July 6, 2017, Thursday
Arrived in Kiev

With a small group of pilgrims, I arrived today in Kiev, Ukraine, on a journey that will include Minsk and Moscow.

Why Kiev? Because it remains my conviction that light will come into our increasingly superficial culture from the East, despite much suffering, because of much suffering, and that the Churches of the East will help to bring peace.

Tomorrow in the eastern Churches is the feast day of St. John the Baptist.

We are lodged in a monastery, and plan to attend divine liturgy in the morning, then meet with a number of ecclesial leaders.

Had meetings in recent days in Rome with many, including Cardinal Robert Sarah.

His new book The Power of Silence: Against the Dictatorship of Noise, published in April, is worth reading.

In a time when technology penetrates our lives in so many ways and materialism exerts such a powerful influence over us, Sarah explains the strength of silence.

The modern world generates so much noise, he says, that seeking moments of silence has become both harder and more necessary than ever before.

Silence is the indispensable doorway to the divine, the cardinal argues in this profound conversation with French Catholic writer Nicolas Diat.

Within the hushed and hallowed walls of the La Grande Chartreux, the famous Carthusian monastery in the French Alps, Sarah addresses the following questions: Can those who do not know silence ever attain truth, beauty, or love? Do not wisdom, artistic vision, and devotion spring from silence, where the voice of God is heard in the depths of the human heart?
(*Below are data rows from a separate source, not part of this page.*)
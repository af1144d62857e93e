//! Pure calculation functions for icon dimensions.
//!
//! No I/O, fully unit testable.

/// Canvas size of the Apple touch icon.
pub const APPLE_TOUCH_ICON_SIZE: u32 = 180;

/// Favicon sizes, in render order.
pub const FAVICON_SIZES: [u32; 2] = [32, 16];

/// Square Microsoft tile sizes, in render order.
pub const MS_TILE_SIZES: [u32; 3] = [70, 150, 310];

/// The one non-square Microsoft tile.
pub const MS_WIDE_TILE: (u32, u32) = (310, 150);

/// Sizes every manifest needs for installability.
pub const REQUIRED_SIZES: [u32; 2] = [192, 512];

/// Side length of the artwork inside a padded Apple touch icon.
///
/// Returns `None` when the padding leaves no room for artwork.
pub fn apple_touch_artwork_size(padding: u32) -> Option<u32> {
    APPLE_TOUCH_ICON_SIZE
        .checked_sub(padding.checked_mul(2)?)
        .filter(|&size| size > 0)
}

/// `WxH` label used in filenames, `sizes` attributes and tile element names.
pub fn size_label(width: u32, height: u32) -> String {
    format!("{width}x{height}")
}

/// Add the required sizes, deduplicate, and sort ascending.
///
/// Ascending order is the render and event order of the default icon stage.
pub fn normalize_sizes(sizes: &[u32]) -> Vec<u32> {
    let mut out: Vec<u32> = sizes.iter().chain(REQUIRED_SIZES.iter()).copied().collect();
    out.sort_unstable();
    out.dedup();
    out
}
After the international success of his prior book, God or Nothing, Sarah seeks to restore to silence its place of honor and importance.
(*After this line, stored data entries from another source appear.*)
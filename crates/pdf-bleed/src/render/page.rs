//! Output page composition
//!
//! [`compose_page`] lays out one bleed page as a plain value: page size,
//! strip placements, the transform for the embedded original page and the
//! crop marks. [`write_page`] turns that value into PDF objects inside the
//! output document.

use crate::geometry::TrimRect;
use crate::marks::{CropMarkSet, OVERPRINT_GS_NAME, fmt_coord};
use crate::options::BleedOptions;
use crate::source::{SourceDocument, SourcePage};
use crate::strips::BleedStrip;
use crate::types::*;
use lopdf::{Dictionary, Document, Object, ObjectId, Stream};
use std::collections::HashMap;

use super::xobject::{create_page_xobject, create_strip_xobject, real};

/// Resource name of the embedded source page
pub const SOURCE_PAGE_XOBJECT: &str = "SrcPage";

/// A fully laid out bleed page, ready to be written
#[derive(Debug, Clone, PartialEq)]
pub struct OutputPage {
    /// Index of the source page this page was built from
    pub source_index: usize,
    /// Page width in points
    pub width: f64,
    /// Page height in points
    pub height: f64,
    /// Trim rectangle on this page (points)
    pub trim_box: PageBox,
    /// Trim rectangle grown by the bleed (points)
    pub bleed_box: PageBox,
    pub strips: Vec<BleedStrip>,
    /// Transform applied to the embedded source page
    pub content_matrix: [f64; 6],
    pub marks: CropMarkSet,
}

impl OutputPage {
    /// Where the embedded page's MediaBox origin lands (unrotated pages)
    pub fn content_origin(&self) -> (f64, f64) {
        (self.content_matrix[4], self.content_matrix[5])
    }
}

/// Lay out the output page for one source page.
pub fn compose_page(
    page: &SourcePage,
    trim: &TrimRect,
    strips: Vec<BleedStrip>,
    options: &BleedOptions,
) -> OutputPage {
    let (width, height) = trim.output_size(options);
    let (trim_w, trim_h) = trim.display_size();
    let inset = options.trim_inset_pt();
    let margin = options.crop_margin_pt();

    OutputPage {
        source_index: page.index,
        width,
        height,
        trim_box: PageBox::new(inset, inset, trim_w, trim_h),
        bleed_box: PageBox::new(margin, margin, width - 2.0 * margin, height - 2.0 * margin),
        strips,
        content_matrix: trim.placement_matrix(inset),
        marks: CropMarkSet::new(trim, options),
    }
}

/// Write a composed page into `output` and return the new page object id.
///
/// The page is not linked into the page tree; the caller appends it.
pub fn write_page(
    output: &mut Document,
    source: &SourceDocument,
    page: &SourcePage,
    layout: &OutputPage,
    parent_pages_id: ObjectId,
    cache: &mut HashMap<ObjectId, ObjectId>,
) -> Result<ObjectId> {
    let mut content_ops = Vec::new();
    let mut xobjects = Dictionary::new();

    // Bleed strips, drawn first so the original page sits on top
    for strip in &layout.strips {
        let name = strip.side.resource_name();
        let image_id = create_strip_xobject(output, strip);
        xobjects.set(name, Object::Reference(image_id));
        content_ops.push(generate_image_command(name, &strip.placement));
    }

    // Original page content, unmodified
    let form_id = create_page_xobject(output, source.document(), page, cache)?;
    xobjects.set(SOURCE_PAGE_XOBJECT, Object::Reference(form_id));
    content_ops.push(generate_placement_command(
        SOURCE_PAGE_XOBJECT,
        &layout.content_matrix,
    ));

    // Crop marks
    content_ops.push(layout.marks.to_content_ops());

    let mut ext_g_states = Dictionary::new();
    ext_g_states.set(OVERPRINT_GS_NAME, Object::Dictionary(overprint_state()));

    let mut resources = Dictionary::new();
    resources.set("XObject", Object::Dictionary(xobjects));
    resources.set("ExtGState", Object::Dictionary(ext_g_states));

    let content_id = output.add_object(Stream::new(
        Dictionary::new(),
        content_ops.concat().into_bytes(),
    ));

    let mut page_dict = Dictionary::from_iter(vec![
        ("Type", Object::Name(b"Page".to_vec())),
        ("Parent", Object::Reference(parent_pages_id)),
    ]);
    page_dict.set(
        "MediaBox",
        box_array(&PageBox::new(0.0, 0.0, layout.width, layout.height)),
    );
    page_dict.set("TrimBox", box_array(&layout.trim_box));
    page_dict.set("BleedBox", box_array(&layout.bleed_box));
    page_dict.set("Contents", Object::Reference(content_id));
    page_dict.set("Resources", Object::Dictionary(resources));

    Ok(output.add_object(page_dict))
}

// =============================================================================
// Helper Functions
// =============================================================================

/// Draw an image XObject scaled into `rect`.
fn generate_image_command(name: &str, rect: &PageBox) -> String {
    format!(
        "q {} 0 0 {} {} {} cm /{} Do Q\n",
        fmt_coord(rect.width),
        fmt_coord(rect.height),
        fmt_coord(rect.x),
        fmt_coord(rect.y),
        name
    )
}

/// Draw a form XObject under the given transformation matrix.
fn generate_placement_command(name: &str, matrix: &[f64; 6]) -> String {
    let [a, b, c, d, e, f] = matrix.map(fmt_coord);
    format!("q {} {} {} {} {} {} cm /{} Do Q\n", a, b, c, d, e, f, name)
}

/// Graphics state making the crop marks overprint every separation
fn overprint_state() -> Dictionary {
    let mut gs = Dictionary::new();
    gs.set("Type", Object::Name(b"ExtGState".to_vec()));
    gs.set("OP", Object::Boolean(true));
    gs.set("op", Object::Boolean(true));
    gs.set("OPM", Object::Integer(1));
    gs
}

fn box_array(rect: &PageBox) -> Object {
    Object::Array(vec![
        real(rect.x),
        real(rect.y),
        real(rect.right()),
        real(rect.top()),
    ])
}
“Silence is more important than any other human work,” he says, “for it expresses God. The true revolution comes from silence; it leads us toward God and others so as to place ourselves humbly and generously at their service.”

A young woman from Kiev, 27 years old, joined our group for dinner this evening. She told us that an inner longing for meaning in her life prompted her at the age of 22 to seek the face of Christ, and she said she glimpsed it in the face in some members of the Church. She said she was deeply moved to find that we, from the West, were traveling on a journey in some ways similar to her own.

Prayers for the eternal souls of Cardinal Joachim Meisner, 83, and Dr. Joaquin Navarro-Valls, 80, who recently left us.

No comment on the party in the Palace of the Holy Office, or on the dismissal of Cardinal Mueller, or on the case of Cardinal Pell, or on the case of the little baby, Charlie.

Sarah writes in his new book: “Nothing will make us discover God better than his silence inscribed in the center of our being. If we do not cultivate this silence, how can we find God?”